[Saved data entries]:
=====
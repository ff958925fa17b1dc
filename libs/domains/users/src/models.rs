use axum_helpers::{PageMeta, PageParams};
use chrono::{DateTime, Utc};
use serde::{Deserialize, Serialize};
use utoipa::{IntoParams, ToSchema};
use uuid::Uuid;
use validator::Validate;

/// Postal address of a customer or of an order's shipment
#[derive(Debug, Clone, PartialEq, Eq, Serialize, Deserialize, ToSchema)]
#[serde(rename_all = "camelCase")]
pub struct Address {
    pub id: Uuid,
    pub country: String,
    pub state: String,
    pub city: String,
    pub postal_code: String,
    pub street: String,
    pub house_number: String,
    pub address_addition: String,
}

/// Address fields as submitted by the storefront
#[derive(Debug, Clone, PartialEq, Eq, Serialize, Deserialize, Validate, ToSchema)]
#[serde(rename_all = "camelCase")]
pub struct AddressInput {
    #[validate(length(min = 1, max = 200))]
    pub country: String,
    #[serde(default)]
    #[validate(length(max = 50))]
    pub state: String,
    #[validate(length(min = 1, max = 50))]
    pub city: String,
    #[validate(length(min = 1, max = 20))]
    pub postal_code: String,
    #[validate(length(min = 1, max = 50))]
    pub street: String,
    #[validate(length(min = 1, max = 10))]
    pub house_number: String,
    #[serde(default)]
    #[validate(length(max = 200))]
    pub address_addition: String,
}

impl Address {
    pub fn from_input(id: Uuid, input: AddressInput) -> Self {
        Self {
            id,
            country: input.country,
            state: input.state,
            city: input.city,
            postal_code: input.postal_code,
            street: input.street,
            house_number: input.house_number,
            address_addition: input.address_addition,
        }
    }

    /// Field copy without the id, used to duplicate an address
    pub fn to_input(&self) -> AddressInput {
        AddressInput {
            country: self.country.clone(),
            state: self.state.clone(),
            city: self.city.clone(),
            postal_code: self.postal_code.clone(),
            street: self.street.clone(),
            house_number: self.house_number.clone(),
            address_addition: self.address_addition.clone(),
        }
    }
}

/// User entity with credentials. Never serialized; see [`UserResponse`].
#[derive(Debug, Clone, PartialEq)]
pub struct User {
    pub id: Uuid,
    pub email_address: String,
    pub password_hash: String,
    pub first_name: String,
    pub last_name: String,
    pub is_admin: bool,
    pub address_id: Option<Uuid>,
    pub created_at: DateTime<Utc>,
    pub updated_at: DateTime<Utc>,
}

impl User {
    pub fn full_name(&self) -> String {
        format!("{} {}", self.first_name, self.last_name)
    }
}

/// Data for inserting a user, password already hashed
#[derive(Debug, Clone, PartialEq)]
pub struct NewUser {
    pub email_address: String,
    pub password_hash: String,
    pub first_name: String,
    pub last_name: String,
    pub is_admin: bool,
}

/// Complete column values written by an update
#[derive(Debug, Clone, PartialEq)]
pub struct UserChanges {
    pub email_address: String,
    pub password_hash: String,
    pub first_name: String,
    pub last_name: String,
    pub is_admin: bool,
}

/// Public view of a user
#[derive(Debug, Clone, PartialEq, Serialize, Deserialize, ToSchema)]
#[serde(rename_all = "camelCase")]
pub struct UserResponse {
    pub id: Uuid,
    pub email_address: String,
    pub first_name: String,
    pub last_name: String,
    pub is_admin: bool,
    pub address_id: Option<Uuid>,
    pub created_at: DateTime<Utc>,
    pub updated_at: DateTime<Utc>,
}

impl From<User> for UserResponse {
    fn from(user: User) -> Self {
        Self {
            id: user.id,
            email_address: user.email_address,
            first_name: user.first_name,
            last_name: user.last_name,
            is_admin: user.is_admin,
            address_id: user.address_id,
            created_at: user.created_at,
            updated_at: user.updated_at,
        }
    }
}

/// User together with their address
#[derive(Debug, Clone, PartialEq, Serialize, Deserialize, ToSchema)]
#[serde(rename_all = "camelCase")]
pub struct UserDetail {
    #[serde(flatten)]
    pub user: UserResponse,
    pub address: Option<Address>,
}

/// Registration payload
#[derive(Debug, Clone, Deserialize, Validate, ToSchema)]
#[serde(rename_all = "camelCase")]
pub struct RegisterUser {
    #[validate(email, length(max = 200))]
    pub email_address: String,
    #[validate(length(min = 8, max = 128))]
    pub password: String,
    #[validate(length(min = 1, max = 100))]
    pub first_name: String,
    #[validate(length(min = 1, max = 100))]
    pub last_name: String,
    #[validate(nested)]
    pub address: Option<AddressInput>,
}

#[derive(Debug, Clone, Deserialize, Validate, ToSchema)]
#[serde(rename_all = "camelCase")]
pub struct LoginRequest {
    #[validate(length(min = 1))]
    pub email_address: String,
    #[validate(length(min = 1))]
    pub password: String,
}

/// Partial update; omitted fields keep their value
#[derive(Debug, Clone, Default, Deserialize, Validate, ToSchema)]
#[serde(rename_all = "camelCase")]
pub struct UpdateUser {
    #[validate(email, length(max = 200))]
    pub email_address: Option<String>,
    #[validate(length(min = 8, max = 128))]
    pub password: Option<String>,
    #[validate(length(min = 1, max = 100))]
    pub first_name: Option<String>,
    #[validate(length(min = 1, max = 100))]
    pub last_name: Option<String>,
    /// Only honoured for administrators
    pub is_admin: Option<bool>,
    #[validate(nested)]
    pub address: Option<AddressInput>,
}

/// Query parameters of the user list
#[derive(Debug, Clone, Default, Deserialize, ToSchema, IntoParams)]
#[into_params(parameter_in = Query)]
pub struct UserFilter {
    /// Case-insensitive match on first or last name
    pub search: Option<String>,
    pub page: Option<u64>,
    pub size: Option<u64>,
}

impl UserFilter {
    pub fn paging(&self) -> PageParams {
        PageParams {
            page: self.page,
            size: self.size,
        }
    }

    /// Trimmed search term, `None` when blank
    pub fn search_term(&self) -> Option<String> {
        self.search
            .as_deref()
            .map(str::trim)
            .filter(|s| !s.is_empty())
            .map(str::to_lowercase)
    }
}

/// User list, with page metadata when paging was requested
#[derive(Debug, Clone, Serialize, Deserialize, ToSchema)]
#[serde(rename_all = "camelCase")]
pub struct UserListResponse {
    pub users: Vec<UserResponse>,
    pub total: u64,
    #[serde(skip_serializing_if = "Option::is_none")]
    pub total_pages: Option<u64>,
    #[serde(skip_serializing_if = "Option::is_none")]
    pub current_page: Option<u64>,
    #[serde(skip_serializing_if = "Option::is_none")]
    pub has_more: Option<bool>,
}

impl UserListResponse {
    pub fn new(users: Vec<UserResponse>, total: u64, meta: Option<PageMeta>) -> Self {
        Self {
            users,
            total,
            total_pages: meta.map(|m| m.total_pages),
            current_page: meta.map(|m| m.current_page),
            has_more: meta.map(|m| m.has_more),
        }
    }
}

/// Normalized form of an email address used for storage and lookups
pub fn normalize_email(email: &str) -> String {
    email.trim().to_lowercase()
}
=====
[THE TASK]:
In the answer, each line of the data must appear exactly as written.

[ANSWER TO THE PROBLEM]:
repository ff958925fa17b1dc
filename libs/domains/users/src/models.rs
use axum_helpers::{PageMeta, PageParams};
use chrono::{DateTime, Utc};
use serde::{Deserialize, Serialize};
use utoipa::{IntoParams, ToSchema};
use uuid::Uuid;
use validator::Validate;

/// Postal address of a customer or of an order's shipment
#[derive(Debug, Clone, PartialEq, Eq, Serialize, Deserialize, ToSchema)]
#[serde(rename_all = "camelCase")]
pub struct Address {
    pub id: Uuid,
    pub country: String,
    pub state: String,
    pub city: String,
    pub postal_code: String,
    pub street: String,
    pub house_number: String,
    pub address_addition: String,
}

/// Address fields as submitted by the storefront
#[derive(Debug, Clone, PartialEq, Eq, Serialize, Deserialize, Validate, ToSchema)]
#[serde(rename_all = "camelCase")]
pub struct AddressInput {
    #[validate(length(min = 1, max = 200))]
    pub country: String,
    #[serde(default)]
    #[validate(length(max = 50))]
    pub state: String,
    #[validate(length(min = 1, max = 50))]
    pub city: String,
    #[validate(length(min = 1, max = 20))]
    pub postal_code: String,
    #[validate(length(min = 1, max = 50))]
    pub street: String,
    #[validate(length(min = 1, max = 10))]
    pub house_number: String,
    #[serde(default)]
    #[validate(length(max = 200))]
    pub address_addition: String,
}

impl Address {
    pub fn from_input(id: Uuid, input: AddressInput) -> Self {
        Self {
            id,
            country: input.country,
            state: input.state,
            city: input.city,
            postal_code: input.postal_code,
            street: input.street,
            house_number: input.house_number,
            address_addition: input.address_addition,
        }
    }

    /// Field copy without the id, used to duplicate an address
    pub fn to_input(&self) -> AddressInput {
        AddressInput {
            country: self.country.clone(),
            state: self.state.clone(),
            city: self.city.clone(),
            postal_code: self.postal_code.clone(),
            street: self.street.clone(),
            house_number: self.house_number.clone(),
            address_addition: self.address_addition.clone(),
        }
    }
}

/// User entity with credentials. Never serialized; see [`UserResponse`].
#[derive(Debug, Clone, PartialEq)]
pub struct User {
    pub id: Uuid,
    pub email_address: String,
    pub password_hash: String,
    pub first_name: String,
    pub last_name: String,
    pub is_admin: bool,
    pub address_id: Option<Uuid>,
    pub created_at: DateTime<Utc>,
    pub updated_at: DateTime<Utc>,
}

impl User {
    pub fn full_name(&self) -> String {
        format!("{} {}", self.first_name, self.last_name)
    }
}

/// Data for inserting a user, password already hashed
#[derive(Debug, Clone, PartialEq)]
pub struct NewUser {
    pub email_address: String,
    pub password_hash: String,
    pub first_name: String,
    pub last_name: String,
    pub is_admin: bool,
}

/// Complete column values written by an update
#[derive(Debug, Clone, PartialEq)]
pub struct UserChanges {
    pub email_address: String,
    pub password_hash: String,
    pub first_name: String,
    pub last_name: String,
    pub is_admin: bool,
}

/// Public view of a user
#[derive(Debug, Clone, PartialEq, Serialize, Deserialize, ToSchema)]
#[serde(rename_all = "camelCase")]
pub struct UserResponse {
    pub id: Uuid,
    pub email_address: String,
    pub first_name: String,
    pub last_name: String,
    pub is_admin: bool,
    pub address_id: Option<Uuid>,
    pub created_at: DateTime<Utc>,
    pub updated_at: DateTime<Utc>,
}

impl From<User> for UserResponse {
    fn from(user: User) -> Self {
        Self {
            id: user.id,
            email_address: user.email_address,
            first_name: user.first_name,
            last_name: user.last_name,
            is_admin: user.is_admin,
            address_id: user.address_id,
            created_at: user.created_at,
            updated_at: user.updated_at,
        }
    }
}

/// User together with their address
#[derive(Debug, Clone, PartialEq, Serialize, Deserialize, ToSchema)]
#[serde(rename_all = "camelCase")]
pub struct UserDetail {
    #[serde(flatten)]
    pub user: UserResponse,
    pub address: Option<Address>,
}

/// Registration payload
#[derive(Debug, Clone, Deserialize, Validate, ToSchema)]
#[serde(rename_all = "camelCase")]
pub struct RegisterUser {
    #[validate(email, length(max = 200))]
    pub email_address: String,
    #[validate(length(min = 8, max = 128))]
    pub password: String,
    #[validate(length(min = 1, max = 100))]
    pub first_name: String,
    #[validate(length(min = 1, max = 100))]
    pub last_name: String,
    #[validate(nested)]
    pub address: Option<AddressInput>,
}

#[derive(Debug, Clone, Deserialize, Validate, ToSchema)]
#[serde(rename_all = "camelCase")]
pub struct LoginRequest {
    #[validate(length(min = 1))]
    pub email_address: String,
    #[validate(length(min = 1))]
    pub password: String,
}

/// Partial update; omitted fields keep their value
#[derive(Debug, Clone, Default, Deserialize, Validate, ToSchema)]
#[serde(rename_all = "camelCase")]
pub struct UpdateUser {
    #[validate(email, length(max = 200))]
    pub email_address: Option<String>,
    #[validate(length(min = 8, max = 128))]
    pub password: Option<String>,
    #[validate(length(min = 1, max = 100))]
    pub first_name: Option<String>,
    #[validate(length(min = 1, max = 100))]
    pub last_name: Option<String>,
    /// Only honoured for administrators
    pub is_admin: Option<bool>,
    #[validate(nested)]
    pub address: Option<AddressInput>,
}

/// Query parameters of the user list
#[derive(Debug, Clone, Default, Deserialize, ToSchema, IntoParams)]
#[into_params(parameter_in = Query)]
pub struct UserFilter {
    /// Case-insensitive match on first or last name
    pub search: Option<String>,
    pub page: Option<u64>,
    pub size: Option<u64>,
}

impl UserFilter {
    pub fn paging(&self) -> PageParams {
        PageParams {
            page: self.page,
            size: self.size,
        }
    }

    /// Trimmed search term, `None` when blank
    pub fn search_term(&self) -> Option<String> {
        self.search
            .as_deref()
            .map(str::trim)
            .filter(|s| !s.is_empty())
            .map(str::to_lowercase)
    }
}

/// User list, with page metadata when paging was requested
#[derive(Debug, Clone, Serialize, Deserialize, ToSchema)]
#[serde(rename_all = "camelCase")]
pub struct UserListResponse {
    pub users: Vec<UserResponse>,
    pub total: u64,
    #[serde(skip_serializing_if = "Option::is_none")]
    pub total_pages: Option<u64>,
    #[serde(skip_serializing_if = "Option::is_none")]
    pub current_page: Option<u64>,
    #[serde(skip_serializing_if = "Option::is_none")]
    pub has_more: Option<bool>,
}

impl UserListResponse {
    pub fn new(users: Vec<UserResponse>, total: u64, meta: Option<PageMeta>) -> Self {
        Self {
            users,
            total,
            total_pages: meta.map(|m| m.total_pages),
            current_page: meta.map(|m| m.current_page),
            has_more: meta.map(|m| m.has_more),
        }
    }
}

/// Normalized form of an email address used for storage and lookups
pub fn normalize_email(email: &str) -> String {
    email.trim().to_lowercase()
}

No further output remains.